Though it ‘works’, the light is not without its problems. Many owners and users of the Hella 2010 series light have been ‘waterlogged’ and experienced a drained battery after prolonged use as an anchor light when night fishing. Thankfully, these are two problems with an easy DIY fix.
Time and Difficulty
Approximately 2 minutes. So easy a caveman could do it.
- Drill with small bit
Replacement Parts Needed
Problem #1: Water Inside the Housing
Waterlogging of the Hella unit occurs when precipitation and rain just become too much for the bulb housing to handle and water begins to build up inside of the housing. Owners can have from 1/4″ to 1″ of water built up inside of the unit which can cause a short when flipped upside down.

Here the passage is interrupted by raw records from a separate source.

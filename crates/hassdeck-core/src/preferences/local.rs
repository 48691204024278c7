// ── Local preference storage ──
//
// Key → JSON document storage on this machine. Values that cannot be
// read or parsed are treated as absent.

use std::collections::HashMap;
use std::fs;
use std::io::ErrorKind;
use std::path::{Path, PathBuf};
use std::sync::{Mutex, PoisonError};

use serde_json::Value;
use tracing::{debug, warn};

use crate::error::CoreError;

pub trait LocalStore: Send + Sync {
    /// The stored document, or `None` if missing or unreadable.
    fn read(&self, key: &str) -> Option<Value>;

    fn write(&self, key: &str, value: &Value) -> Result<(), CoreError>;
}

// ── JSON files ──────────────────────────────────────────────────────

/// One `<key>.json` file per key under a directory.
#[derive(Debug, Clone)]
pub struct JsonFileStore {
    dir: PathBuf,
}

impl JsonFileStore {
    pub fn new(dir: impl Into<PathBuf>) -> Self {
        Self { dir: dir.into() }
    }

    pub fn dir(&self) -> &Path {
        &self.dir
    }

    fn path(&self, key: &str) -> PathBuf {
        self.dir.join(format!("{key}.json"))
    }
}

impl LocalStore for JsonFileStore {
    fn read(&self, key: &str) -> Option<Value> {
        let path = self.path(key);
        let raw = match fs::read_to_string(&path) {
            Ok(raw) => raw,
            Err(e) if e.kind() == ErrorKind::NotFound => return None,
            Err(e) => {
                warn!(path = %path.display(), error = %e, "unreadable preference file");
                return None;
            }
        };
        match serde_json::from_str(&raw) {
            Ok(value) => Some(value),
            Err(e) => {
                warn!(path = %path.display(), error = %e, "malformed preference file");
                None
            }
        }
    }

    fn write(&self, key: &str, value: &Value) -> Result<(), CoreError> {
        let storage = |e: std::io::Error| CoreError::Storage {
            message: format!("{}: {e}", self.dir.display()),
        };

        fs::create_dir_all(&self.dir).map_err(storage)?;
        let body = serde_json::to_string_pretty(value).map_err(|e| CoreError::Storage {
            message: e.to_string(),
        })?;

        // Replace atomically.
        let path = self.path(key);
        let tmp = path.with_extension("json.tmp");
        fs::write(&tmp, body).map_err(storage)?;
        fs::rename(&tmp, &path).map_err(storage)?;
        debug!(path = %path.display(), "preference saved");
        Ok(())
    }
}

// ── In memory ───────────────────────────────────────────────────────

/// Volatile store.
#[derive(Debug, Default)]
pub struct MemoryStore {
    values: Mutex<HashMap<String, Value>>,
}

impl MemoryStore {
    pub fn new() -> Self {
        Self::default()
    }

    /// Seed a value.
    pub fn with(self, key: &str, value: Value) -> Self {
        self.values
            .lock()
            .unwrap_or_else(PoisonError::into_inner)
            .insert(key.to_owned(), value);
        self
    }
}

impl LocalStore for MemoryStore {
    fn read(&self, key: &str) -> Option<Value> {
        self.values
            .lock()
            .unwrap_or_else(PoisonError::into_inner)
            .get(key)
            .cloned()
    }

    fn write(&self, key: &str, value: &Value) -> Result<(), CoreError> {
        self.values
            .lock()
            .unwrap_or_else(PoisonError::into_inner)
            .insert(key.to_owned(), value.clone());
        Ok(())
    }
}
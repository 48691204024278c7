//! Entity control handlers: vocabulary actions, raw service calls,
//! continuous values.

use hassdeck_core::{CommitTrigger, ContinuousControl, ControlField, ServiceCall};

use crate::cli::{CallArgs, FieldArg, GlobalOpts, ServiceArgs, SetArgs};
use crate::error::CliError;
use crate::output;

use super::{Session, util};

fn control_field(arg: FieldArg) -> ControlField {
    match arg {
        FieldArg::Temperature => ControlField::Temperature,
        FieldArg::Position => ControlField::CoverPosition,
        FieldArg::Tilt => ControlField::CoverTilt,
        FieldArg::Speed => ControlField::FanSpeed,
        FieldArg::Valve => ControlField::ValvePosition,
    }
}

/// Print the entity's status as the store now shows it.
fn report(session: &Session, entity_id: &hassdeck_core::EntityId, verb: &str, global: &GlobalOpts) {
    if global.quiet {
        return;
    }
    let state = session.controller.store().snapshot();
    let Some(entity) = state.entity(entity_id) else {
        return;
    };
    let color = output::should_color(&global.color);
    eprintln!(
        "✓ {verb} {} → {}",
        state.display_name(entity),
        output::paint_status(&entity.status, color)
    );
}

pub async fn call(session: &Session, args: &CallArgs, global: &GlobalOpts) -> Result<(), CliError> {
    let entity = util::resolve_entity(&session.controller.store().snapshot(), &args.entity_id)?;

    session
        .controller
        .discrete()
        .execute(&entity.entity_id, args.action)
        .await?;

    report(session, &entity.entity_id, &args.action.to_string(), global);
    Ok(())
}

pub async fn service(
    session: &Session,
    args: ServiceArgs,
    global: &GlobalOpts,
) -> Result<(), CliError> {
    let (domain, service) = util::parse_service(&args.service)?;
    let data = util::parse_data(args.data.as_deref())?;
    let entity = util::resolve_entity(&session.controller.store().snapshot(), &args.target)?;

    let call = ServiceCall {
        domain: domain.to_owned(),
        service: service.to_owned(),
        target: Some(entity.entity_id.clone()),
        data,
    };
    session
        .controller
        .discrete()
        .apply(&entity.entity_id, call, None)
        .await?;

    report(session, &entity.entity_id, &args.service, global);
    Ok(())
}

/// One-shot slider: a single input followed by release.
pub async fn set(session: &Session, args: &SetArgs, global: &GlobalOpts) -> Result<(), CliError> {
    let field = control_field(args.field);
    let entity = util::resolve_entity(&session.controller.store().snapshot(), &args.entity_id)?;
    let config = session.controller.config();

    let control = ContinuousControl::new(
        session.controller.mutations().clone(),
        entity.entity_id.clone(),
        field,
        CommitTrigger::Release,
        config.position_tolerance,
    )?;

    control.input(args.value)?;
    let value = control.value().unwrap_or(args.value);
    let committed = control.release().await;
    control.teardown();
    committed?;

    if !global.quiet {
        let state = session.controller.store().snapshot();
        let name = state
            .entity(&entity.entity_id)
            .map_or(entity.entity_id.as_str(), |e| state.display_name(e));
        eprintln!("✓ {name} {field} → {value}");
    }
    Ok(())
}
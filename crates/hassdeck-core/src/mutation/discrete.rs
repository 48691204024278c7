// ── Discrete optimistic mutations ──
//
// Write the expected end state, call the hub, and roll back to the
// pre-mutation snapshot if the call fails.

use tracing::{debug, warn};

use super::MutationContext;
use super::action::{EntityAction, plan};
use crate::error::CoreError;
use crate::hub::ServiceCall;
use crate::model::{Entity, EntityId};
use crate::store::StoreAction;

/// Executes one-shot commands (toggle, lock, arm, ...) optimistically.
#[derive(Clone)]
pub struct DiscreteMutator {
    ctx: MutationContext,
}

impl DiscreteMutator {
    pub fn new(ctx: MutationContext) -> Self {
        Self { ctx }
    }

    /// Run a vocabulary action against an entity.
    ///
    /// Invalid actions fail before the store is touched.
    pub async fn execute(&self, entity_id: &EntityId, action: EntityAction) -> Result<(), CoreError> {
        let entity = self.current(entity_id)?;
        let plan = plan(&entity, action)?;
        let optimistic = plan
            .expected_status
            .map(|status| entity.with_status(status));
        self.apply(entity_id, plan.call, optimistic).await
    }

    /// Issue an arbitrary call, optionally showing `optimistic` until it resolves.
    pub async fn apply(
        &self,
        entity_id: &EntityId,
        call: ServiceCall,
        optimistic: Option<Entity>,
    ) -> Result<(), CoreError> {
        let snapshot = self.current(entity_id)?;
        let seq = self.ctx.sequencer.next(entity_id);

        let wrote = match optimistic {
            Some(expected) => self.ctx.store.dispatch(StoreAction::UpdateEntity(expected)),
            None => false,
        };

        match self.ctx.hub.call_service(&call).await {
            Ok(()) => {
                debug!(%call, seq, "command accepted");
                Ok(())
            }
            Err(e) => {
                if !wrote {
                    warn!(%call, error = %e, "command failed");
                } else if self.ctx.sequencer.is_latest(entity_id, seq) {
                    warn!(%call, error = %e, "command failed, reverting optimistic state");
                    self.ctx
                        .store
                        .dispatch(StoreAction::UpdateEntity((*snapshot).clone()));
                } else {
                    warn!(%call, error = %e, seq, "stale command failed, newer command owns the state");
                }
                Err(e)
            }
        }
    }

    fn current(&self, entity_id: &EntityId) -> Result<std::sync::Arc<Entity>, CoreError> {
        self.ctx
            .store
            .entity(entity_id)
            .ok_or_else(|| CoreError::EntityNotFound {
                entity_id: entity_id.clone(),
            })
    }
}
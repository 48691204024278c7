// ── Runtime connection configuration ──
//
// These types describe how to reach a hub and how the engine behaves.
// They carry credential data and tuning knobs, but never touch disk.
// The CLI builds a `ControllerConfig` and hands it in.

use std::path::PathBuf;
use std::time::Duration;

use secrecy::SecretString;
use url::Url;

use hassdeck_api::{TlsMode, TransportConfig};

/// TLS verification strategy.
#[derive(Debug, Clone, Default, PartialEq, Eq)]
pub enum TlsVerification {
    /// System CA store (strict). Default.
    #[default]
    SystemDefaults,
    /// Custom CA certificate file.
    CustomCa(PathBuf),
    /// Skip verification (self-signed hubs on the LAN).
    DangerAcceptInvalid,
}

/// Where the remote preference store lives, if anywhere.
#[derive(Debug, Clone)]
pub struct PreferenceStoreConfig {
    pub url: Url,
    pub token: Option<SecretString>,
}

/// Configuration for one hub connection.
///
/// Built by the CLI, passed to `Controller`; core never reads config files.
#[derive(Debug, Clone)]
pub struct ControllerConfig {
    /// Hub URL (e.g., `http://homeassistant.local:8123`).
    pub url: Url,
    /// Long-lived access token.
    pub token: SecretString,
    pub tls: TlsVerification,
    /// Request timeout.
    pub timeout: Duration,
    /// Fallback polling interval when the settings carry 0. 0 here disables polling.
    pub refresh_interval_secs: u64,
    /// Minimum age of the registry snapshot before it is fetched again.
    pub registry_ttl: Duration,
    /// Idle time before a temperature control commits.
    pub temperature_debounce: Duration,
    /// Accepted drift between a committed position/tilt and the polled value.
    pub position_tolerance: f64,
    /// Remote preference store; `None` keeps preferences local only.
    pub preferences: Option<PreferenceStoreConfig>,
}

impl ControllerConfig {
    /// Configuration with default tuning for the given hub.
    pub fn new(url: Url, token: SecretString) -> Self {
        Self {
            url,
            token,
            tls: TlsVerification::default(),
            timeout: Duration::from_secs(10),
            refresh_interval_secs: 30,
            registry_ttl: Duration::from_secs(300),
            temperature_debounce: Duration::from_secs(3),
            position_tolerance: 2.0,
            preferences: None,
        }
    }

    /// Transport settings shared by the hub and preference store clients.
    pub fn transport(&self) -> TransportConfig {
        TransportConfig {
            tls: match &self.tls {
                TlsVerification::SystemDefaults => TlsMode::System,
                TlsVerification::CustomCa(path) => TlsMode::CustomCa(path.clone()),
                TlsVerification::DangerAcceptInvalid => TlsMode::DangerAcceptInvalid,
            },
            timeout: self.timeout,
        }
    }
}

The fix is easy, take a small drill bit and slowly drill two holes in the ‘bottom’ of the bulb housing (when the Hella 2010 light assembly is in the ‘down’ position) like shown below. Two holes are used because air needs to be replaced while the water is draining out. If a second hole isn’t- made, the water will simply drip out really slowly.
Problem #2: Drained Batteries and Weak Standard Bulbs
Standard incandescent bulbs can cause battery drain, similar to when you leave a car door cracked open overnight and you awake the next morning to find your battery has died. Some people have even done this in the supermarket parking lot; so it’s not uncommon to have a battery drained inside of a 6-8 hour night fishing trip. Let’s also face the fact that while standard bulbs are sufficient for the USCG 1/2 mile rating, LED bulbs can put out much more power while drawing only a fraction of the voltage from your battery.
The fix here is also extremely easy, remove the old standard bulb and replace it with your new 31mm festoon LED bulb. Ta-da!
One stipulation on the bulb choice, though. I personally used a single-sided LED bulb with LEDs on only one side of the circuit board which holds them. A much better choice would be to select a 31mm festoon LED bulb which has LEDs on both sides so that you have even light distribution. My theory was that if the bulb was bright enough, the bulb housing itself due to its opacity and texture would diffuse the light around 360 degrees. I was 95% right, as you can see below it works very well, but there is a slight spot exactly opposite of where the LEDs are pointing that is somewhat fainter than the other directions.
You now have a super-bright LED bulb and superior (much less) power consumption while the unit is in use.
The photos below show the LED anchor light in use (in my garage) with the lights on and in darkness:
That’s it! Enjoy your newly upgraded anchor light.